Metafilter: hurf durf middle aged ladies amirite
posted by hwestiii at 5:43 PM on March 12, 2015


Kidding, yeah what's with all this damage to the White House and these incursions by disturbed folks. The shuffle in administration. WTF, treasury department.

They were previously part of the Treasury Department. In 2003 they became part of the Department of Homeland Security (DHS).

Which may actually be related to the perceived issues they're having. The U.S. Department of Treasury has been around for a long time, and the Secret Service has been around for a lot of that, over a century. Any institution around that long is going to have clearly defined policies, procedures and the reporting and monitoring processes to go in place with that. Not to mention established training protocols.

I don't know, but I assume the DHS reorganization brought with it your standard reorganization issues. A new set of administrators who brought in their own experienced and familiar staff and people they've worked with in the past. They in turn probably implemented new policies because that's what you do when you're doing a re-org. Institutional knowledge was lost. In addition, DHS is a young department, so that doesn't help, even if it does have experienced bureaucrats leading and running it.

I assume this latest thing will lead to some changes in the Secret Service.

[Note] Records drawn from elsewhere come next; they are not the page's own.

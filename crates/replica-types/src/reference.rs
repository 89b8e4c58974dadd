//! Reference kinds and naming.
//!
//! The external repository namespaces its references by prefix:
//!
//! - `refs/heads/*` for local branches
//! - `refs/remotes/{remote}/*` for remote tracking branches
//! - `refs/tags/*` for tags
//! - `refs/stash` for the stash
//! - `HEAD` for the symbolic head reference

use std::fmt;

use bitflags::bitflags;
use serde::{Deserialize, Serialize};

use crate::error::TypeError;

pub const LOCAL_BRANCH_PREFIX: &str = "refs/heads/";
pub const REMOTE_BRANCH_PREFIX: &str = "refs/remotes/";
pub const TAG_PREFIX: &str = "refs/tags/";
pub const STASH_NAME: &str = "refs/stash";
pub const HEAD_NAME: &str = "HEAD";

/// Kind of a named reference.
#[derive(Clone, Copy, Debug, PartialEq, Eq, Hash, PartialOrd, Ord, Serialize, Deserialize)]
pub enum ReferenceType {
    LocalBranch,
    RemoteBranch,
    Tag,
    Stash,
    Head,
}

impl ReferenceType {
    /// The full-name prefix for this kind (`HEAD` and the stash have fixed names).
    pub fn prefix(&self) -> &'static str {
        match self {
            Self::LocalBranch => LOCAL_BRANCH_PREFIX,
            Self::RemoteBranch => REMOTE_BRANCH_PREFIX,
            Self::Tag => TAG_PREFIX,
            Self::Stash => STASH_NAME,
            Self::Head => HEAD_NAME,
        }
    }

    /// Build the full name of a reference of this kind from its short name.
    ///
    /// For [`ReferenceType::Stash`] and [`ReferenceType::Head`] the short name
    /// is ignored.
    pub fn full_name(&self, short_name: &str) -> String {
        match self {
            Self::LocalBranch | Self::RemoteBranch | Self::Tag => {
                format!("{}{short_name}", self.prefix())
            }
            Self::Stash => STASH_NAME.to_string(),
            Self::Head => HEAD_NAME.to_string(),
        }
    }

    /// Classify a full reference name, returning its kind and short name.
    pub fn classify(full_name: &str) -> Result<(Self, &str), TypeError> {
        if full_name == HEAD_NAME {
            return Ok((Self::Head, HEAD_NAME));
        }
        if full_name == STASH_NAME {
            return Ok((Self::Stash, "stash"));
        }
        for kind in [Self::LocalBranch, Self::RemoteBranch, Self::Tag] {
            if let Some(short) = full_name.strip_prefix(kind.prefix()) {
                if !short.is_empty() {
                    return Ok((kind, short));
                }
            }
        }
        Err(TypeError::InvalidReferenceName(full_name.to_string()))
    }

    /// The single-bit mask selecting this kind.
    pub fn mask(&self) -> ReferenceTypes {
        match self {
            Self::LocalBranch => ReferenceTypes::LOCAL_BRANCHES,
            Self::RemoteBranch => ReferenceTypes::REMOTE_BRANCHES,
            Self::Tag => ReferenceTypes::TAGS,
            Self::Stash => ReferenceTypes::STASH,
            Self::Head => ReferenceTypes::empty(),
        }
    }
}

impl fmt::Display for ReferenceType {
    fn fmt(&self, f: &mut fmt::Formatter<'_>) -> fmt::Result {
        let s = match self {
            Self::LocalBranch => "branch",
            Self::RemoteBranch => "remote branch",
            Self::Tag => "tag",
            Self::Stash => "stash",
            Self::Head => "HEAD",
        };
        write!(f, "{s}")
    }
}

bitflags! {
    /// Subset of reference kinds, used to scope queries, refreshes and
    /// snapshots.
    #[derive(Clone, Copy, Debug, PartialEq, Eq, Hash, Serialize, Deserialize)]
    pub struct ReferenceTypes: u8 {
        const LOCAL_BRANCHES = 0b0001;
        const REMOTE_BRANCHES = 0b0010;
        const TAGS = 0b0100;
        const STASH = 0b1000;
        const BRANCHES = Self::LOCAL_BRANCHES.bits() | Self::REMOTE_BRANCHES.bits();
        const REFERENCES = Self::BRANCHES.bits() | Self::TAGS.bits();
        const ALL = Self::REFERENCES.bits() | Self::STASH.bits();
    }
}

impl ReferenceTypes {
    /// Returns `true` if `kind` is selected by this mask.
    pub fn includes(&self, kind: ReferenceType) -> bool {
        let mask = kind.mask();
        !mask.is_empty() && self.contains(mask)
    }
}

impl From<ReferenceType> for ReferenceTypes {
    fn from(kind: ReferenceType) -> Self {
        kind.mask()
    }
}

/// Identity of a reference independent of any cached object: its kind and
/// full name.
#[derive(Clone, Debug, PartialEq, Eq, Hash, PartialOrd, Ord, Serialize, Deserialize)]
pub struct ReferenceKey {
    pub reference_type: ReferenceType,
    pub full_name: String,
}

impl ReferenceKey {
    pub fn new(reference_type: ReferenceType, full_name: impl Into<String>) -> Self {
        Self {
            reference_type,
            full_name: full_name.into(),
        }
    }

    /// Build a key from a kind and short name.
    pub fn from_short_name(reference_type: ReferenceType, short_name: &str) -> Self {
        Self::new(reference_type, reference_type.full_name(short_name))
    }

    /// Parse a full name into a key.
    pub fn parse(full_name: &str) -> Result<Self, TypeError> {
        let (reference_type, _) = ReferenceType::classify(full_name)?;
        Ok(Self::new(reference_type, full_name))
    }

    /// The name with the kind's prefix removed (e.g. `main`, `origin/main`).
    pub fn short_name(&self) -> &str {
        match self.reference_type {
            ReferenceType::LocalBranch | ReferenceType::RemoteBranch | ReferenceType::Tag => self
                .full_name
                .strip_prefix(self.reference_type.prefix())
                .unwrap_or(&self.full_name),
            ReferenceType::Stash => "stash",
            ReferenceType::Head => HEAD_NAME,
        }
    }
}

impl fmt::Display for ReferenceKey {
    fn fmt(&self, f: &mut fmt::Formatter<'_>) -> fmt::Result {
        write!(f, "{}", self.full_name)
    }
}

/// Split a remote branch short name (`origin/feature/x`) into the remote name
/// and the branch name on that remote.
pub fn split_remote_branch_name(name: &str) -> Option<(&str, &str)> {
    let (remote, branch) = name.split_once('/')?;
    if remote.is_empty() || branch.is_empty() {
        return None;
    }
    Some((remote, branch))
}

If they did lose experienced people in the re-organization, hopefully they bring in some who have worked with them in the past and know what they're doing.
posted by formless at 5:46 PM on March 12, 2015 [3 favorites]


I'm starting to hear YaketySax every time I see a dude in dark glasses with an earpiece anywhere near the President.
posted by k8oglyph at 8:48 AM on March 13, 2015 [2 favorites]


Yeah, right, nearly every department is under DHS...WTF is up with that. Do we really need the DHS?

Wow, they drove into an active investigation of a suspious package.

I say fire them all. Get the military to do it or D.C. Police.